:: INPUT RECORDS ::

//! Vertex fetch for the two vertex-stage flavours.
//!
//! A regular vertex stage uses fixed-function vertex input described by [`VertexInputLayout`].
//! Stages that run as compute (the object stage of a mesh pipeline) have no vertex input, so
//! [`emit_vertex_pulling`] generates WGSL that reads the raw vertex buffers from storage bindings
//! instead.

use crate::fetch::{FetchShaderDescriptor, HostIndexType, VertexElementFormat, VertexFetchType};
use crate::header::{BIND_GROUP_INTERNAL, INDEX_BUFFER_BINDING, VERTEX_BUFFER_BINDING_BASE};
use crate::regs::ContextRegisters;
use crate::shader::{ShaderProgram, MAX_ATTRIBUTE_LOCATIONS};

/// Stride of `buffer_index` as the host binds it: 4-byte aligned and never zero.
pub fn aligned_buffer_stride(regs: &ContextRegisters, buffer_index: u32) -> u32 {
    let raw = regs.vertex_buffer_stride(buffer_index);
    if raw == 0 {
        tracing::warn!(buffer_index, "vertex buffer stride is zero, using 4 bytes");
        return 4;
    }
    (raw + 3) & !3
}

#[derive(Debug, Clone, Copy, PartialEq, Eq, Hash)]
pub struct VertexAttribute {
    pub location: u32,
    pub offset: u32,
    pub format: VertexElementFormat,
}

#[derive(Debug, Clone, PartialEq, Eq, Hash)]
pub struct VertexBufferLayout {
    /// Hardware vertex buffer this layout describes.
    pub buffer_index: u32,
    pub stride: u32,
    pub step: VertexFetchType,
    /// Instance step rate; only meaningful for [`VertexFetchType::PerInstance`].
    pub divisor: u32,
    pub attributes: Vec<VertexAttribute>,
}

/// Fixed-function vertex input state. Host vertex buffer slot `n` is `buffers[n]`.
#[derive(Debug, Clone, Default, PartialEq, Eq, Hash)]
pub struct VertexInputLayout {
    pub buffers: Vec<VertexBufferLayout>,
}

impl VertexInputLayout {
    /// Builds the input layout for `vertex_shader` reading through `fetch`.
    ///
    /// Attributes the shader does not read are left out; every buffer group keeps its slot.
    pub fn build(
        fetch: &FetchShaderDescriptor,
        vertex_shader: &ShaderProgram,
        regs: &ContextRegisters,
    ) -> Self {
        let mut seen_locations = 0u32;
        let mut buffers = Vec::with_capacity(fetch.groups.len());
        for group in &fetch.groups {
            let mut attributes = Vec::new();
            for attr in &group.attributes {
                let Some(location) = vertex_shader.attribute_location(attr.semantic_id as usize)
                else {
                    continue;
                };
                if location >= MAX_ATTRIBUTE_LOCATIONS as u32 {
                    debug_assert!(false, "attribute location {location} out of range");
                    tracing::error!(location, "vertex attribute location out of range");
                    continue;
                }
                if seen_locations & (1 << location) != 0 {
                    tracing::warn!(
                        semantic = attr.semantic_id,
                        location,
                        "vertex attribute location fetched twice, keeping the first"
                    );
                    continue;
                }
                seen_locations |= 1 << location;
                attributes.push(VertexAttribute {
                    location,
                    offset: attr.offset,
                    format: attr.format.element_format(),
                });
            }

            let divisor = group
                .attributes
                .first()
                .map(|attr| attr.divisor.max(1))
                .unwrap_or(1);
            buffers.push(VertexBufferLayout {
                buffer_index: group.buffer_index,
                stride: aligned_buffer_stride(regs, group.buffer_index),
                step: group.fetch_type(),
                divisor,
                attributes,
            });
        }
        Self { buffers }
    }

    /// Host slot the caller must bind hardware buffer `buffer_index` to.
    pub fn host_slot(&self, buffer_index: u32) -> Option<u32> {
        self.buffers
            .iter()
            .position(|b| b.buffer_index == buffer_index)
            .map(|slot| slot as u32)
    }
}

fn loader_name(format: VertexElementFormat) -> &'static str {
    match format {
        VertexElementFormat::Uint8 => "load_attr_u8",
        VertexElementFormat::Uint8x2 => "load_attr_u8x2",
        VertexElementFormat::Uint8x4 => "load_attr_u8x4",
        VertexElementFormat::Uint16 => "load_attr_u16",
        VertexElementFormat::Uint16x2 => "load_attr_u16x2",
        VertexElementFormat::Uint16x4 => "load_attr_u16x4",
        VertexElementFormat::Uint32 => "load_attr_u32",
        VertexElementFormat::Uint32x2 => "load_attr_u32x2",
        VertexElementFormat::Uint32x3 => "load_attr_u32x3",
        VertexElementFormat::Uint32x4 => "load_attr_u32x4",
    }
}

/// Emits storage bindings, typed loaders and `latte_fetch_vertex(vertex_id, instance_id) ->
/// VertexIn` for `vertex_shader`.
///
/// Buffer groups without a read attribute get no binding. Every loader returns the raw component
/// bits in a `vec4<u32>`; components the format lacks read as zero.
pub fn emit_vertex_pulling(
    fetch: &FetchShaderDescriptor,
    vertex_shader: &ShaderProgram,
    regs: &ContextRegisters,
    index_type: HostIndexType,
) -> String {
    let active: Vec<_> = fetch
        .groups
        .iter()
        .filter(|group| {
            group
                .attributes
                .iter()
                .any(|attr| vertex_shader.attribute_location(attr.semantic_id as usize).is_some())
        })
        .collect();

    let mut s = String::new();
    s.push_str("// ---- vertex pulling (generated) ----\n");

    if index_type != HostIndexType::None {
        s.push_str(&format!(
            "@group({BIND_GROUP_INTERNAL}) @binding({INDEX_BUFFER_BINDING}) var<storage, read> latte_vp_index_buffer: array<u32>;\n"
        ));
    }
    for group in &active {
        let n = group.buffer_index;
        s.push_str(&format!(
            "@group({BIND_GROUP_INTERNAL}) @binding({}) var<storage, read> latte_vp_vb{n}: array<u32>;\n",
            VERTEX_BUFFER_BINDING_BASE + n
        ));
        s.push_str(&format!(
            "const LATTE_VP_STRIDE{n}: u32 = {}u;\n",
            aligned_buffer_stride(regs, n)
        ));
    }
    s.push('\n');

    // Raw u32 loads at arbitrary byte addresses.
    s.push_str("fn latte_vp_load_u32(slot: u32, addr_bytes: u32) -> u32 {\n");
    s.push_str("  let word_index: u32 = addr_bytes >> 2u;\n");
    s.push_str("  let shift: u32 = (addr_bytes & 3u) * 8u;\n");
    s.push_str("  switch slot {\n");
    for group in &active {
        let n = group.buffer_index;
        s.push_str(&format!("    case {n}u: {{\n"));
        s.push_str(&format!(
            "      let word_count: u32 = arrayLength(&latte_vp_vb{n});\n"
        ));
        s.push_str("      if (word_index >= word_count) { return 0u; }\n");
        s.push_str(&format!("      let lo: u32 = latte_vp_vb{n}[word_index];\n"));
        s.push_str("      if (shift == 0u) { return lo; }\n");
        s.push_str(&format!(
            "      let hi: u32 = select(0u, latte_vp_vb{n}[word_index + 1u], (word_index + 1u) < word_count);\n"
        ));
        s.push_str("      return (lo >> shift) | (hi << (32u - shift));\n");
        s.push_str("    }\n");
    }
    s.push_str("    default: { return 0u; }\n");
    s.push_str("  }\n");
    s.push_str("}\n\n");

    // Typed loads, all widened to vec4<u32>.
    s.push_str(
        "fn load_attr_u8(slot: u32, addr_bytes: u32) -> vec4<u32> {\n  let w = latte_vp_load_u32(slot, addr_bytes);\n  return vec4<u32>(w & 0xFFu, 0u, 0u, 0u);\n}\n\n",
    );
    s.push_str(
        "fn load_attr_u8x2(slot: u32, addr_bytes: u32) -> vec4<u32> {\n  let w = latte_vp_load_u32(slot, addr_bytes);\n  return vec4<u32>(w & 0xFFu, (w >> 8u) & 0xFFu, 0u, 0u);\n}\n\n",
    );
    s.push_str(
        "fn load_attr_u8x4(slot: u32, addr_bytes: u32) -> vec4<u32> {\n  let w = latte_vp_load_u32(slot, addr_bytes);\n  return vec4<u32>(w & 0xFFu, (w >> 8u) & 0xFFu, (w >> 16u) & 0xFFu, w >> 24u);\n}\n\n",
    );
    s.push_str(
        "fn load_attr_u16(slot: u32, addr_bytes: u32) -> vec4<u32> {\n  let w = latte_vp_load_u32(slot, addr_bytes);\n  return vec4<u32>(w & 0xFFFFu, 0u, 0u, 0u);\n}\n\n",
    );
    s.push_str(
        "fn load_attr_u16x2(slot: u32, addr_bytes: u32) -> vec4<u32> {\n  let w = latte_vp_load_u32(slot, addr_bytes);\n  return vec4<u32>(w & 0xFFFFu, w >> 16u, 0u, 0u);\n}\n\n",
    );
    s.push_str(
        "fn load_attr_u16x4(slot: u32, addr_bytes: u32) -> vec4<u32> {\n  let w0 = latte_vp_load_u32(slot, addr_bytes);\n  let w1 = latte_vp_load_u32(slot, addr_bytes + 4u);\n  return vec4<u32>(w0 & 0xFFFFu, w0 >> 16u, w1 & 0xFFFFu, w1 >> 16u);\n}\n\n",
    );
    s.push_str(
        "fn load_attr_u32(slot: u32, addr_bytes: u32) -> vec4<u32> {\n  return vec4<u32>(latte_vp_load_u32(slot, addr_bytes), 0u, 0u, 0u);\n}\n\n",
    );
    s.push_str(
        "fn load_attr_u32x2(slot: u32, addr_bytes: u32) -> vec4<u32> {\n  let w0 = latte_vp_load_u32(slot, addr_bytes);\n  let w1 = latte_vp_load_u32(slot, addr_bytes + 4u);\n  return vec4<u32>(w0, w1, 0u, 0u);\n}\n\n",
    );
    s.push_str(
        "fn load_attr_u32x3(slot: u32, addr_bytes: u32) -> vec4<u32> {\n  let w0 = latte_vp_load_u32(slot, addr_bytes);\n  let w1 = latte_vp_load_u32(slot, addr_bytes + 4u);\n  let w2 = latte_vp_load_u32(slot, addr_bytes + 8u);\n  return vec4<u32>(w0, w1, w2, 0u);\n}\n\n",
    );
    s.push_str(
        "fn load_attr_u32x4(slot: u32, addr_bytes: u32) -> vec4<u32> {\n  let w0 = latte_vp_load_u32(slot, addr_bytes);\n  let w1 = latte_vp_load_u32(slot, addr_bytes + 4u);\n  let w2 = latte_vp_load_u32(slot, addr_bytes + 8u);\n  let w3 = latte_vp_load_u32(slot, addr_bytes + 12u);\n  return vec4<u32>(w0, w1, w2, w3);\n}\n\n",
    );

    // Index remapping.
    s.push_str("fn latte_vp_vertex_index(vertex_id: u32) -> u32 {\n");
    match index_type {
        HostIndexType::None => s.push_str("  return vertex_id;\n"),
        HostIndexType::U16 => {
            s.push_str("  let w: u32 = latte_vp_index_buffer[vertex_id >> 1u];\n");
            s.push_str("  return select(w & 0xFFFFu, w >> 16u, (vertex_id & 1u) == 1u);\n");
        }
        HostIndexType::U32 => s.push_str("  return latte_vp_index_buffer[vertex_id];\n"),
    }
    s.push_str("}\n\n");

    s.push_str("fn latte_fetch_vertex(vertex_id: u32, instance_id: u32) -> VertexIn {\n");
    s.push_str("  var fetched: VertexIn;\n");
    s.push_str("  let vid: u32 = latte_vp_vertex_index(vertex_id);\n");
    s.push_str("  fetched.vertex_id = vid;\n");
    s.push_str("  fetched.instance_id = instance_id;\n");
    for group in &active {
        let n = group.buffer_index;
        for attr in &group.attributes {
            let semantic = attr.semantic_id as usize;
            if vertex_shader.attribute_location(semantic).is_none() {
                continue;
            }
            let element = match attr.fetch_type {
                VertexFetchType::PerVertex => "vid".to_owned(),
                VertexFetchType::PerInstance => {
                    format!("(instance_id / {}u)", attr.divisor.max(1))
                }
            };
            s.push_str(&format!(
                "  fetched.attr_data_sem{semantic} = {}({n}u, {element} * LATTE_VP_STRIDE{n} + {}u);\n",
                loader_name(attr.format.element_format()),
                attr.offset
            ));
        }
    }
    s.push_str("  return fetched;\n");
    s.push_str("}\n");
    s
}
impl NativeDevice for WgpuDevice {
    type Function = WgpuFunction;
    type Pipeline = wgpu::RenderPipeline;
    type Archive = WgpuArchive;

    fn compile_function(
        &mut self,
        source: &str,
        entry_point: &str,
        stage: NativeStage,
    ) -> Result<WgpuFunction, CompileError> {
        self.device.push_error_scope(wgpu::ErrorFilter::Validation);
        let module = self
            .device
            .create_shader_module(wgpu::ShaderModuleDescriptor {
                label: Some(entry_point),
                source: wgpu::ShaderSource::Wgsl(source.into()),
            });
        if let Some(err) = pollster::block_on(self.device.pop_error_scope()) {
            return Err(CompileError::new(entry_point, err.to_string(), source));
        }
        Ok(WgpuFunction {
            module,
            entry_point: entry_point.to_owned(),
            stage,
        })
    }

    fn open_archive(&mut self, _path: Option<&Path>) -> Result<WgpuArchive, ArchiveError> {
        Err(ArchiveError::Unsupported)
    }

    fn create_render_pipeline(
        &mut self,
        desc: &RenderPipelineDesc<'_, WgpuFunction>,
        archive: Option<&WgpuArchive>,
        policy: ArchivePolicy,
    ) -> Result<wgpu::RenderPipeline, PipelineError> {
        if let Some(archive) = archive {
            match *archive {}
        }
        if policy == ArchivePolicy::FailOnArchiveMiss {
            return Err(PipelineError::ArchiveMiss);
        }

        let mut attributes = Vec::with_capacity(desc.vertex_layout.buffers.len());
        for buffer in &desc.vertex_layout.buffers {
            if buffer.step == VertexFetchType::PerInstance && buffer.divisor > 1 {
                return Err(PipelineError::Unsupported("instance step rates other than 1"));
            }
            let mut buffer_attributes = Vec::with_capacity(buffer.attributes.len());
            for attr in &buffer.attributes {
                let format = vertex_format(attr.format)
                    .ok_or(PipelineError::Unsupported("single-component 8/16-bit vertex formats"))?;
                buffer_attributes.push(wgpu::VertexAttribute {
                    format,
                    offset: u64::from(attr.offset),
                    shader_location: attr.location,
                });
            }
            attributes.push(buffer_attributes);
        }
        let vertex_buffers: Vec<wgpu::VertexBufferLayout<'_>> = desc
            .vertex_layout
            .buffers
            .iter()
            .zip(&attributes)
            .map(|(buffer, attributes)| wgpu::VertexBufferLayout {
                array_stride: u64::from(buffer.stride),
                step_mode: match buffer.step {
                    VertexFetchType::PerVertex => wgpu::VertexStepMode::Vertex,
                    VertexFetchType::PerInstance => wgpu::VertexStepMode::Instance,
                },
                attributes,
            })
            .collect();

        let target_count = desc
            .output
            .color_targets
            .iter()
            .rposition(Option::is_some)
            .map_or(0, |i| i + 1);
        let targets: Vec<Option<wgpu::ColorTargetState>> = desc.output.color_targets
            [..target_count]
            .iter()
            .map(|target| {
                target.map(|t| wgpu::ColorTargetState {
                    format: texture_format(t.format),
                    blend: t.blend.map(|b| wgpu::BlendState {
                        color: wgpu::BlendComponent {
                            src_factor: blend_factor(b.color.src),
                            dst_factor: blend_factor(b.color.dst),
                            operation: blend_op(b.color.op),
                        },
                        alpha: wgpu::BlendComponent {
                            src_factor: blend_factor(b.alpha.src),
                            dst_factor: blend_factor(b.alpha.dst),
                            operation: blend_op(b.alpha.op),
                        },
                    }),
                    write_mask: color_writes(t.write_mask),
                })
            })
            .collect();

        let depth_test = desc.output.depth_test;
        let depth_stencil = desc.output.depth.map(|depth| wgpu::DepthStencilState {
            format: texture_format(depth.format),
            depth_write_enabled: depth_test.write_enabled,
            depth_compare: compare_function(depth_test.compare),
            stencil: wgpu::StencilState::default(),
            bias: wgpu::DepthBiasState::default(),
        });

        let primitive = wgpu::PrimitiveState {
            topology: primitive_topology(desc.raster.primitive),
            strip_index_format: None,
            front_face: if desc.raster.front_face_cw {
                wgpu::FrontFace::Cw
            } else {
                wgpu::FrontFace::Ccw
            },
            cull_mode: match desc.raster.cull_mode {
                CullMode::None => None,
                CullMode::Front => Some(wgpu::Face::Front),
                CullMode::Back => Some(wgpu::Face::Back),
            },
            unclipped_depth: false,
            polygon_mode: wgpu::PolygonMode::Fill,
            conservative: false,
        };

        self.device.push_error_scope(wgpu::ErrorFilter::Validation);
        let pipeline = self
            .device
            .create_render_pipeline(&wgpu::RenderPipelineDescriptor {
                label: Some("latte render pipeline"),
                layout: None,
                vertex: wgpu::VertexState {
                    module: &desc.vertex.module,
                    entry_point: &desc.vertex.entry_point,
                    compilation_options: Default::default(),
                    buffers: &vertex_buffers,
                },
                primitive,
                depth_stencil,
                multisample: wgpu::MultisampleState::default(),
                fragment: Some(wgpu::FragmentState {
                    module: &desc.fragment.module,
                    entry_point: &desc.fragment.entry_point,
                    compilation_options: Default::default(),
                    targets: &targets,
                }),
                multiview: None,
            });
        if let Some(err) = pollster::block_on(self.device.pop_error_scope()) {
            return Err(PipelineError::Native(err.to_string()));
        }
        self.pipeline_compiles += 1;
        Ok(pipeline)
    }

    fn add_render_pipeline_functions(
        &mut self,
        archive: &mut WgpuArchive,
        _desc: &RenderPipelineDesc<'_, WgpuFunction>,
    ) -> Result<(), ArchiveError> {
        match *archive {}
    }

    fn create_mesh_pipeline(
        &mut self,
        _desc: &MeshPipelineDesc<'_, WgpuFunction>,
    ) -> Result<wgpu::RenderPipeline, PipelineError> {
        Err(PipelineError::Unsupported("mesh pipelines"))
    }

    fn serialize_archive(
        &mut self,
        archive: &WgpuArchive,
        _path: &Path,
    ) -> Result<(), ArchiveError> {
        match *archive {}
    }

    fn pipeline_compile_count(&self) -> u64 {
        self.pipeline_compiles
    }
}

:::

■ **WHAT NEEDS TO BE DONE**
Scan the material above. Return every line containing the string "PartialEq".

■ **FINAL ANSWER**
#[derive(Debug, Clone, Copy, PartialEq, Eq, Hash)]
#[derive(Debug, Clone, PartialEq, Eq, Hash)]
#[derive(Debug, Clone, Default, PartialEq, Eq, Hash)]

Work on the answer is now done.